Hand back each record exactly as you find it.

*** Begin section ***

//! The one-shot `deliver` tool's dispatch core, shared with the LMTP
//! server via [`dispatch_recipient`]. The `silo` binary's `deliver`
//! subcommand owns argument parsing and wiring up the store/duplicate
//! handles; this module only owns "given a parsed request, what exit
//! code comes out."

use silo_mboxname::Namespace;
use silo_store::SpoolPaths;

use crate::dispatch::{dispatch_recipient, DeliveryOutcome, DispatchContext};
use crate::message::{canonicalize_line_endings, DeliveryMessage, RecipientAddress};
use crate::outbound::MailTransport;
use crate::server::SieveProvider;

/// A single invocation of `deliver`: one message, one or more
/// recipients, delivered synchronously in argument order.
pub struct DeliverRequest {
    pub recipients: Vec<String>,
    pub return_path: Option<String>,
    /// `-q`: let this delivery push a mailbox's quota root over its
    /// limit.
    pub ignore_quota: bool,
    /// `-e`: check and record this delivery's `Message-Id` in the
    /// duplicate-suppression table. Independent of `ignore_quota` —
    /// they used to be the same flag, which meant passing `-q` alone
    /// silently turned dedup off.
    pub suppress_duplicates: bool,
}

/// Delivers `body` to every recipient in `request`, returning the
/// `sysexits` code to exit with: `EX_OK` if every recipient accepted
/// the message, otherwise the code from the first recipient that
/// didn't (later, worse failures after it don't override it — the
/// caller's retry logic only needs to know whether *any* part of the
/// message failed and the first reason why).
#[allow(clippy::too_many_arguments)]
pub fn run_deliver(
    paths: &SpoolPaths,
    namespace: &Namespace,
    duplicates: &mut silo_duplicate::DuplicateTable,
    sieve: &dyn SieveProvider,
    transport: &dyn MailTransport,
    hostname: &str,
    request: &DeliverRequest,
    body: &[u8],
    now: u32,
) -> i32 {
    let canonical = canonicalize_line_endings(body);
    let message = DeliveryMessage::new(request.return_path.clone(), canonical);

    let mut exit_code = silo_store::EX_OK;
    for addr in &request.recipients {
        let recipient =
            RecipientAddress::parse(addr, request.ignore_quota, request.suppress_duplicates);
        let program = sieve.program_for(&recipient.local_part);

        let mut ctx = DispatchContext {
            paths,
            namespace,
            duplicates,
            transport,
            hostname,
        };
        let outcome = dispatch_recipient(&mut ctx, &recipient, &message, program.as_deref(), now);

        match &outcome {
            DeliveryOutcome::Delivered { mailbox, uid } => {
                tracing::info!(recipient = %addr, mailbox, uid, "delivered");
            }
            DeliveryOutcome::Discarded => {
                tracing::info!(recipient = %addr, "discarded");
            }
            DeliveryOutcome::Rejected { reason } => {
                tracing::warn!(recipient = %addr, reason, "delivery rejected");
            }
            DeliveryOutcome::Failed(e) => {
                tracing::error!(recipient = %addr, error = %e, "delivery failed");
            }
        }

        let code = outcome.exit_code();
        if code != silo_store::EX_OK && exit_code == silo_store::EX_OK {
            exit_code = code;
        }
    }
    exit_code
}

*** End section ***

### [Written solution]
//! The one-shot `deliver` tool's dispatch core, shared with the LMTP
//! server via [`dispatch_recipient`]. The `silo` binary's `deliver`
//! subcommand owns argument parsing and wiring up the store/duplicate
//! handles; this module only owns "given a parsed request, what exit
//! code comes out."

use silo_mboxname::Namespace;
use silo_store::SpoolPaths;

use crate::dispatch::{dispatch_recipient, DeliveryOutcome, DispatchContext};
use crate::message::{canonicalize_line_endings, DeliveryMessage, RecipientAddress};
use crate::outbound::MailTransport;
use crate::server::SieveProvider;

/// A single invocation of `deliver`: one message, one or more
/// recipients, delivered synchronously in argument order.
pub struct DeliverRequest {
    pub recipients: Vec<String>,
    pub return_path: Option<String>,
    /// `-q`: let this delivery push a mailbox's quota root over its
    /// limit.
    pub ignore_quota: bool,
    /// `-e`: check and record this delivery's `Message-Id` in the
    /// duplicate-suppression table. Independent of `ignore_quota` —
    /// they used to be the same flag, which meant passing `-q` alone
    /// silently turned dedup off.
    pub suppress_duplicates: bool,
}

/// Delivers `body` to every recipient in `request`, returning the
/// `sysexits` code to exit with: `EX_OK` if every recipient accepted
/// the message, otherwise the code from the first recipient that
/// didn't (later, worse failures after it don't override it — the
/// caller's retry logic only needs to know whether *any* part of the
/// message failed and the first reason why).
#[allow(clippy::too_many_arguments)]
pub fn run_deliver(
    paths: &SpoolPaths,
    namespace: &Namespace,
    duplicates: &mut silo_duplicate::DuplicateTable,
    sieve: &dyn SieveProvider,
    transport: &dyn MailTransport,
    hostname: &str,
    request: &DeliverRequest,
    body: &[u8],
    now: u32,
) -> i32 {
    let canonical = canonicalize_line_endings(body);
    let message = DeliveryMessage::new(request.return_path.clone(), canonical);

    let mut exit_code = silo_store::EX_OK;
    for addr in &request.recipients {
        let recipient =
            RecipientAddress::parse(addr, request.ignore_quota, request.suppress_duplicates);
        let program = sieve.program_for(&recipient.local_part);

        let mut ctx = DispatchContext {
            paths,
            namespace,
            duplicates,
            transport,
            hostname,
        };
        let outcome = dispatch_recipient(&mut ctx, &recipient, &message, program.as_deref(), now);

        match &outcome {
            DeliveryOutcome::Delivered { mailbox, uid } => {
                tracing::info!(recipient = %addr, mailbox, uid, "delivered");
            }
            DeliveryOutcome::Discarded => {
                tracing::info!(recipient = %addr, "discarded");
            }
            DeliveryOutcome::Rejected { reason } => {
                tracing::warn!(recipient = %addr, reason, "delivery rejected");
            }
            DeliveryOutcome::Failed(e) => {
                tracing::error!(recipient = %addr, error = %e, "delivery failed");
            }
        }

        let code = outcome.exit_code();
        if code != silo_store::EX_OK && exit_code == silo_store::EX_OK {
            exit_code = code;
        }
    }
    exit_code
}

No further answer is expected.